_DATA SUPPLIED:_
■ ■ ■ ■ ■
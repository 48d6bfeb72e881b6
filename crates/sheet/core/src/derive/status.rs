//! Status overlay stages - exhaustion and hunger/thirst tiers.

use super::ceil_half;
use super::working::WorkingSheet;
use crate::sheet::status::{
    EXHAUSTION_DEBILITATED, EXHAUSTION_SLOWED, EXHAUSTION_WEAKENED, HUNGER_PECKISH,
    HUNGER_SLOWED, HUNGER_STARVING,
};

fn shift_situational(work: &mut WorkingSheet<'_>, delta: i32) {
    for attribute in work.sheet.attributes.values_mut() {
        attribute.situational_modifier += delta;
    }
    work.recompute_attributes();
}

/// Clamp both counters, then apply the exhaustion tiers cumulatively.
pub(super) fn apply_exhaustion(work: &mut WorkingSheet<'_>) {
    let max = work.rules.status.counter_max;
    let before = work.sheet.status.clone();
    if work.sheet.status.clamp_to(max) {
        tracing::warn!(
            exhaustion = before.exhaustion,
            hunger_thirst = before.hunger_thirst,
            max,
            "status counters out of range, clamped"
        );
    }

    let tier = work.sheet.status.exhaustion;
    let rules = work.rules;
    if tier >= EXHAUSTION_WEAKENED {
        shift_situational(work, -rules.status.weakened_penalty);
    }
    if tier >= EXHAUSTION_DEBILITATED {
        shift_situational(work, -rules.status.debilitated_penalty);
    }
    if tier >= EXHAUSTION_SLOWED {
        work.sheet.movement_speed = ceil_half(work.sheet.movement_speed);
    }
    if work.sheet.status.drains_effort() {
        work.sheet.effort.drain();
    }
    tracing::trace!(tier, "exhaustion applied");
}

/// Hunger/thirst tiers. The check penalty lands on `mod` without refreshing
/// check totals; the next attribute flush picks it up.
pub(super) fn apply_hunger(work: &mut WorkingSheet<'_>) {
    let tier = work.sheet.status.hunger_thirst;
    let rules = work.rules;
    if tier >= HUNGER_PECKISH {
        let penalty = rules.status.hunger_penalty;
        work.sheet.attack_mod -= penalty;
        for attribute in work.sheet.attributes.values_mut() {
            attribute.save_mod -= penalty;
        }
        for check in work.sheet.checks.values_mut() {
            check.modifier -= penalty;
        }
    }
    if tier >= HUNGER_STARVING {
        shift_situational(work, -rules.status.starving_penalty);
    }
    if tier >= HUNGER_SLOWED {
        work.sheet.movement_speed = ceil_half(work.sheet.movement_speed);
    }
    tracing::trace!(tier, "hunger/thirst applied");
}

#[cfg(test)]
mod tests {
    use super::*;
    use crate::config::RulesConfig;
    use crate::derive::checks;
    use crate::sheet::{AttributeTable, CharacterSheet, CheckKey, EffortPool};

    fn record(exhaustion: i32, hunger: i32) -> CharacterSheet {
        let mut sheet = CharacterSheet::new("Brann", AttributeTable::uniform(10))
            .with_movement_speed(30)
            .with_status(exhaustion, hunger);
        sheet.effort = EffortPool::new(20, 60);
        sheet
    }

    #[test]
    fn exhaustion_tiers_stack() {
        let rules = RulesConfig::default();
        let mut work = WorkingSheet::new(&rules, &record(4, 0));
        apply_exhaustion(&mut work);

        let strength = &work.sheet.attributes.str;
        assert_eq!((strength.situational_modifier, strength.total), (-3, 7));
        assert_eq!(work.sheet.movement_speed, 15);
        assert_eq!(work.sheet.effort.value, 20);
    }

    #[test]
    fn exhaustion_is_clamped_before_tiers() {
        let rules = RulesConfig::default();
        let mut work = WorkingSheet::new(&rules, &record(11, -4));
        apply_exhaustion(&mut work);
        assert_eq!(work.sheet.status.exhaustion, 6);
        assert_eq!(work.sheet.status.hunger_thirst, 0);
        assert_eq!(work.sheet.effort, EffortPool::new(0, 0));
    }

    #[test]
    fn tier_one_does_nothing() {
        let rules = RulesConfig::default();
        let mut work = WorkingSheet::new(&rules, &record(1, 1));
        apply_exhaustion(&mut work);
        apply_hunger(&mut work);
        assert_eq!(work.sheet.attributes.dex.total, 10);
        assert_eq!(work.sheet.attack_mod, 0);
        assert_eq!(work.sheet.movement_speed, 30);
    }

    #[test]
    fn hunger_check_penalty_needs_a_check_refresh() {
        let rules = RulesConfig::default();
        let mut work = WorkingSheet::new(&rules, &record(0, 2));
        apply_hunger(&mut work);

        let athletics = work.sheet.check(CheckKey::Athletics);
        assert_eq!(athletics.modifier, -3);
        assert_eq!(athletics.total, 10, "total is stale until checks are refreshed");

        checks::refresh(&mut work.sheet);
        assert_eq!(work.sheet.check(CheckKey::Athletics).total, 7);
        assert_eq!(work.sheet.attack_mod, -3);
        assert_eq!(work.sheet.attributes.luck.save_mod, -3);
    }

    #[test]
    fn hunger_and_exhaustion_halving_compounds() {
        let rules = RulesConfig::default();
        let mut work = WorkingSheet::new(&rules, &record(4, 4));
        apply_exhaustion(&mut work);
        apply_hunger(&mut work);
        // 30 -> 15 -> 8
        assert_eq!(work.sheet.movement_speed, 8);
        // exhaustion -3, starving -1
        assert_eq!(work.sheet.attributes.int.total, 6);
    }
}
■ ■ ■ ■ ■
_YOUR ASSIGNMENT:_
Please print the full listing shown above, exactly as it appears.

_WRITTEN ANSWER:_
repository 48d6bfeb72e881b6
filename crates/sheet/core/src/derive/status.rs
//! Status overlay stages - exhaustion and hunger/thirst tiers.

use super::ceil_half;
use super::working::WorkingSheet;
use crate::sheet::status::{
    EXHAUSTION_DEBILITATED, EXHAUSTION_SLOWED, EXHAUSTION_WEAKENED, HUNGER_PECKISH,
    HUNGER_SLOWED, HUNGER_STARVING,
};

fn shift_situational(work: &mut WorkingSheet<'_>, delta: i32) {
    for attribute in work.sheet.attributes.values_mut() {
        attribute.situational_modifier += delta;
    }
    work.recompute_attributes();
}

/// Clamp both counters, then apply the exhaustion tiers cumulatively.
pub(super) fn apply_exhaustion(work: &mut WorkingSheet<'_>) {
    let max = work.rules.status.counter_max;
    let before = work.sheet.status.clone();
    if work.sheet.status.clamp_to(max) {
        tracing::warn!(
            exhaustion = before.exhaustion,
            hunger_thirst = before.hunger_thirst,
            max,
            "status counters out of range, clamped"
        );
    }

    let tier = work.sheet.status.exhaustion;
    let rules = work.rules;
    if tier >= EXHAUSTION_WEAKENED {
        shift_situational(work, -rules.status.weakened_penalty);
    }
    if tier >= EXHAUSTION_DEBILITATED {
        shift_situational(work, -rules.status.debilitated_penalty);
    }
    if tier >= EXHAUSTION_SLOWED {
        work.sheet.movement_speed = ceil_half(work.sheet.movement_speed);
    }
    if work.sheet.status.drains_effort() {
        work.sheet.effort.drain();
    }
    tracing::trace!(tier, "exhaustion applied");
}

/// Hunger/thirst tiers. The check penalty lands on `mod` without refreshing
/// check totals; the next attribute flush picks it up.
pub(super) fn apply_hunger(work: &mut WorkingSheet<'_>) {
    let tier = work.sheet.status.hunger_thirst;
    let rules = work.rules;
    if tier >= HUNGER_PECKISH {
        let penalty = rules.status.hunger_penalty;
        work.sheet.attack_mod -= penalty;
        for attribute in work.sheet.attributes.values_mut() {
            attribute.save_mod -= penalty;
        }
        for check in work.sheet.checks.values_mut() {
            check.modifier -= penalty;
        }
    }
    if tier >= HUNGER_STARVING {
        shift_situational(work, -rules.status.starving_penalty);
    }
    if tier >= HUNGER_SLOWED {
        work.sheet.movement_speed = ceil_half(work.sheet.movement_speed);
    }
    tracing::trace!(tier, "hunger/thirst applied");
}

#[cfg(test)]
mod tests {
    use super::*;
    use crate::config::RulesConfig;
    use crate::derive::checks;
    use crate::sheet::{AttributeTable, CharacterSheet, CheckKey, EffortPool};

    fn record(exhaustion: i32, hunger: i32) -> CharacterSheet {
        let mut sheet = CharacterSheet::new("Brann", AttributeTable::uniform(10))
            .with_movement_speed(30)
            .with_status(exhaustion, hunger);
        sheet.effort = EffortPool::new(20, 60);
        sheet
    }

    #[test]
    fn exhaustion_tiers_stack() {
        let rules = RulesConfig::default();
        let mut work = WorkingSheet::new(&rules, &record(4, 0));
        apply_exhaustion(&mut work);

        let strength = &work.sheet.attributes.str;
        assert_eq!((strength.situational_modifier, strength.total), (-3, 7));
        assert_eq!(work.sheet.movement_speed, 15);
        assert_eq!(work.sheet.effort.value, 20);
    }

    #[test]
    fn exhaustion_is_clamped_before_tiers() {
        let rules = RulesConfig::default();
        let mut work = WorkingSheet::new(&rules, &record(11, -4));
        apply_exhaustion(&mut work);
        assert_eq!(work.sheet.status.exhaustion, 6);
        assert_eq!(work.sheet.status.hunger_thirst, 0);
        assert_eq!(work.sheet.effort, EffortPool::new(0, 0));
    }

    #[test]
    fn tier_one_does_nothing() {
        let rules = RulesConfig::default();
        let mut work = WorkingSheet::new(&rules, &record(1, 1));
        apply_exhaustion(&mut work);
        apply_hunger(&mut work);
        assert_eq!(work.sheet.attributes.dex.total, 10);
        assert_eq!(work.sheet.attack_mod, 0);
        assert_eq!(work.sheet.movement_speed, 30);
    }

    #[test]
    fn hunger_check_penalty_needs_a_check_refresh() {
        let rules = RulesConfig::default();
        let mut work = WorkingSheet::new(&rules, &record(0, 2));
        apply_hunger(&mut work);

        let athletics = work.sheet.check(CheckKey::Athletics);
        assert_eq!(athletics.modifier, -3);
        assert_eq!(athletics.total, 10, "total is stale until checks are refreshed");

        checks::refresh(&mut work.sheet);
        assert_eq!(work.sheet.check(CheckKey::Athletics).total, 7);
        assert_eq!(work.sheet.attack_mod, -3);
        assert_eq!(work.sheet.attributes.luck.save_mod, -3);
    }

    #[test]
    fn hunger_and_exhaustion_halving_compounds() {
        let rules = RulesConfig::default();
        let mut work = WorkingSheet::new(&rules, &record(4, 4));
        apply_exhaustion(&mut work);
        apply_hunger(&mut work);
        // 30 -> 15 -> 8
        assert_eq!(work.sheet.movement_speed, 8);
        // exhaustion -3, starving -1
        assert_eq!(work.sheet.attributes.int.total, 6);
    }
}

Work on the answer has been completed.